RECORDS TO PROCESS -
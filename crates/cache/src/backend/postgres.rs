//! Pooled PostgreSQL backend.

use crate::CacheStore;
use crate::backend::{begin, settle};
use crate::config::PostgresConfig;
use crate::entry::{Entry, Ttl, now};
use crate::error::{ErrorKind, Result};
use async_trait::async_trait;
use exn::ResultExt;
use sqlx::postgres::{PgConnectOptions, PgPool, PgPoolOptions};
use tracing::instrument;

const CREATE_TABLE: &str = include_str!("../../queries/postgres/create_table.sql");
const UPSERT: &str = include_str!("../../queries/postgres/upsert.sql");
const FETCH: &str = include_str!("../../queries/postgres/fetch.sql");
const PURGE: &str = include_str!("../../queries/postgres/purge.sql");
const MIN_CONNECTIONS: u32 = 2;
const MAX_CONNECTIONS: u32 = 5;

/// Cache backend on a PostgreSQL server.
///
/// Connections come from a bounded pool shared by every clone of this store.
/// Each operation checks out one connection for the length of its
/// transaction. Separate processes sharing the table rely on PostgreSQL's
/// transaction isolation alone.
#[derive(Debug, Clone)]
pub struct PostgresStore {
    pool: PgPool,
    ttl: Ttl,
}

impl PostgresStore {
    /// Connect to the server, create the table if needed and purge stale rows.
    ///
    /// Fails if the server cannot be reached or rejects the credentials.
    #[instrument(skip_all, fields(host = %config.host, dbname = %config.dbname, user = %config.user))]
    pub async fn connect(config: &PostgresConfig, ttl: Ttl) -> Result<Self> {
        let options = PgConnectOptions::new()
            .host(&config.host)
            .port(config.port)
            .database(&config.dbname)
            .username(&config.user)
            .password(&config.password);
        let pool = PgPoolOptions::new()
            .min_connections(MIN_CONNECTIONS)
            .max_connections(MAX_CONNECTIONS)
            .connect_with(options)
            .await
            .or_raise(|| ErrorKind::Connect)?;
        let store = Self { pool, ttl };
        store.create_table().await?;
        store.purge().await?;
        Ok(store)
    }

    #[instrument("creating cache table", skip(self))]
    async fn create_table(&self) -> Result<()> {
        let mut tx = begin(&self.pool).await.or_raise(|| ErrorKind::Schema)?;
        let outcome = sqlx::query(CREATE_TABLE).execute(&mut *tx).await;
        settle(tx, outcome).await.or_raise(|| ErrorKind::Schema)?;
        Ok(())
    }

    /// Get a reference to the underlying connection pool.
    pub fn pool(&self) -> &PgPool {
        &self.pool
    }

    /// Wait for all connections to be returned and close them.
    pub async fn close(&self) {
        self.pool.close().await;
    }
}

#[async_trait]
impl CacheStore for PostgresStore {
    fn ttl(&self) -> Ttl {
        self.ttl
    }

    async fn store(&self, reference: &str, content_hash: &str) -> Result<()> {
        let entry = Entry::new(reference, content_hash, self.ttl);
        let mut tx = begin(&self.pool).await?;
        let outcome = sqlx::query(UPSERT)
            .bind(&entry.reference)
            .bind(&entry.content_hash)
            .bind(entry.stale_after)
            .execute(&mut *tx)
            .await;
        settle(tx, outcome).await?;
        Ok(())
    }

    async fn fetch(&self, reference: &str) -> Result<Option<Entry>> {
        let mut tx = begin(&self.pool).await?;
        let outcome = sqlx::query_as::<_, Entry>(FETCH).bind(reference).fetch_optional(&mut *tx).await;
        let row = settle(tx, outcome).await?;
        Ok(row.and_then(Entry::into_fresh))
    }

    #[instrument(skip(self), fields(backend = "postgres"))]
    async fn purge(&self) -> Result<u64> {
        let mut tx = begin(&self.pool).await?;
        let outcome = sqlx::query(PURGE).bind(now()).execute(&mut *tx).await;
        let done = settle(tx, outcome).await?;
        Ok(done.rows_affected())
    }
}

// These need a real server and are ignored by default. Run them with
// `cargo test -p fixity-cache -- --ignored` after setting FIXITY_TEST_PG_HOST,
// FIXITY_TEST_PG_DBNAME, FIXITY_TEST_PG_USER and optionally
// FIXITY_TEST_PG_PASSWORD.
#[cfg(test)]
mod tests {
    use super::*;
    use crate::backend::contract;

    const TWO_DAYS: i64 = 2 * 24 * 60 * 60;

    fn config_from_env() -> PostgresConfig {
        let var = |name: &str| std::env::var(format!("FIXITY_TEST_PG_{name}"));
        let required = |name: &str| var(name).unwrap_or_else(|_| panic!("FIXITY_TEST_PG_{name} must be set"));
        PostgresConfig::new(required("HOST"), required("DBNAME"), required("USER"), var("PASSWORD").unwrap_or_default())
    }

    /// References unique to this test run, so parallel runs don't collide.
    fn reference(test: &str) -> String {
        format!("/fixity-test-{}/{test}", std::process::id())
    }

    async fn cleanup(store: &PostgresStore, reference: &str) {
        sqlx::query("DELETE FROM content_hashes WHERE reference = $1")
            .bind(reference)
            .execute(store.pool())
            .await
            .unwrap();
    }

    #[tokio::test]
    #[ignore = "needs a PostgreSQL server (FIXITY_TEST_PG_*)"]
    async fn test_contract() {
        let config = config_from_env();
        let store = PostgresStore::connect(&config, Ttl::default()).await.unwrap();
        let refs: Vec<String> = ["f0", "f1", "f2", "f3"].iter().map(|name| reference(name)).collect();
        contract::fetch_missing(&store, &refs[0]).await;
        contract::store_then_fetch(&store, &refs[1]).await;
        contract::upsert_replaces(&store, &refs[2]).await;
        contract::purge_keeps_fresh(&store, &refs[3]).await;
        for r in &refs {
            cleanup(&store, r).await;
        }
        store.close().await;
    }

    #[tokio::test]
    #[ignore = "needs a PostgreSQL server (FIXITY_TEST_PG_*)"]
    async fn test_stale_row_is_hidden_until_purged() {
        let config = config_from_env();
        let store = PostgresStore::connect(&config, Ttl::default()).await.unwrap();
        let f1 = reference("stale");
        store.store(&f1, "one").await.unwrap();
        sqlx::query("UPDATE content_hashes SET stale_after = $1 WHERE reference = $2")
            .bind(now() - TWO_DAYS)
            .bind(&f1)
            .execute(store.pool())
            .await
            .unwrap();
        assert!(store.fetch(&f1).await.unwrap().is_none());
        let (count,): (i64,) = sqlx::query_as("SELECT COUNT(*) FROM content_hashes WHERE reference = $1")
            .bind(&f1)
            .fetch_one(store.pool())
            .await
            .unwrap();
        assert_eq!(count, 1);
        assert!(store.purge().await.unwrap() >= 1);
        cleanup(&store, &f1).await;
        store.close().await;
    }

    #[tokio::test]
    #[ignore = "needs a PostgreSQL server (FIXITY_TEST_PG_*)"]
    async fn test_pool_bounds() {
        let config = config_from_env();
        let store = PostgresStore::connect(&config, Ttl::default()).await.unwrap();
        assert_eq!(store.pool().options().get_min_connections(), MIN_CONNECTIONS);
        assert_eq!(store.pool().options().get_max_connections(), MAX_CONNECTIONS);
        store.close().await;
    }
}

* * *

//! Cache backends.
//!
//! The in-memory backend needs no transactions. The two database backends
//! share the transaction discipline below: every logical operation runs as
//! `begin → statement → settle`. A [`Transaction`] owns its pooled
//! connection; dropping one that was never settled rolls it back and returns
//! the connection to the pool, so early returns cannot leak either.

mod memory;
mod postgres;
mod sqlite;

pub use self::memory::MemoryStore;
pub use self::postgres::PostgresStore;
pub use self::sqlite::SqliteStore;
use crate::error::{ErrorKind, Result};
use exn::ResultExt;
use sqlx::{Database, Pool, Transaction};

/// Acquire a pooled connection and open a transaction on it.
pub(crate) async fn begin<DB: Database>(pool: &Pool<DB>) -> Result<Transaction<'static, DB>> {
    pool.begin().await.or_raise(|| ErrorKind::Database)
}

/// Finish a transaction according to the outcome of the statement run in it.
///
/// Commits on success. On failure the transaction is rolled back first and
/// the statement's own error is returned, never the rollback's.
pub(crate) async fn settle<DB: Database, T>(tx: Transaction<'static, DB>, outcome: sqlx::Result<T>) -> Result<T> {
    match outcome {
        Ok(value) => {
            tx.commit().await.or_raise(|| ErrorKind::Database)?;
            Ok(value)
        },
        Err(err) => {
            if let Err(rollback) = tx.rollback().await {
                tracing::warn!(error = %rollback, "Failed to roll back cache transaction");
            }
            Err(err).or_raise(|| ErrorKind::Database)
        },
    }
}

PROBLEM TO WORK ON - After locating the line with "filename crates/cache/src/backend/postgres.rs" above, return that line and every later line through the one with "const FETCH: &str", word for word and with nothing else.

WRITTEN ANSWER -
filename crates/cache/src/backend/postgres.rs
//! Pooled PostgreSQL backend.

use crate::CacheStore;
use crate::backend::{begin, settle};
use crate::config::PostgresConfig;
use crate::entry::{Entry, Ttl, now};
use crate::error::{ErrorKind, Result};
use async_trait::async_trait;
use exn::ResultExt;
use sqlx::postgres::{PgConnectOptions, PgPool, PgPoolOptions};
use tracing::instrument;

const CREATE_TABLE: &str = include_str!("../../queries/postgres/create_table.sql");
const UPSERT: &str = include_str!("../../queries/postgres/upsert.sql");
const FETCH: &str = include_str!("../../queries/postgres/fetch.sql");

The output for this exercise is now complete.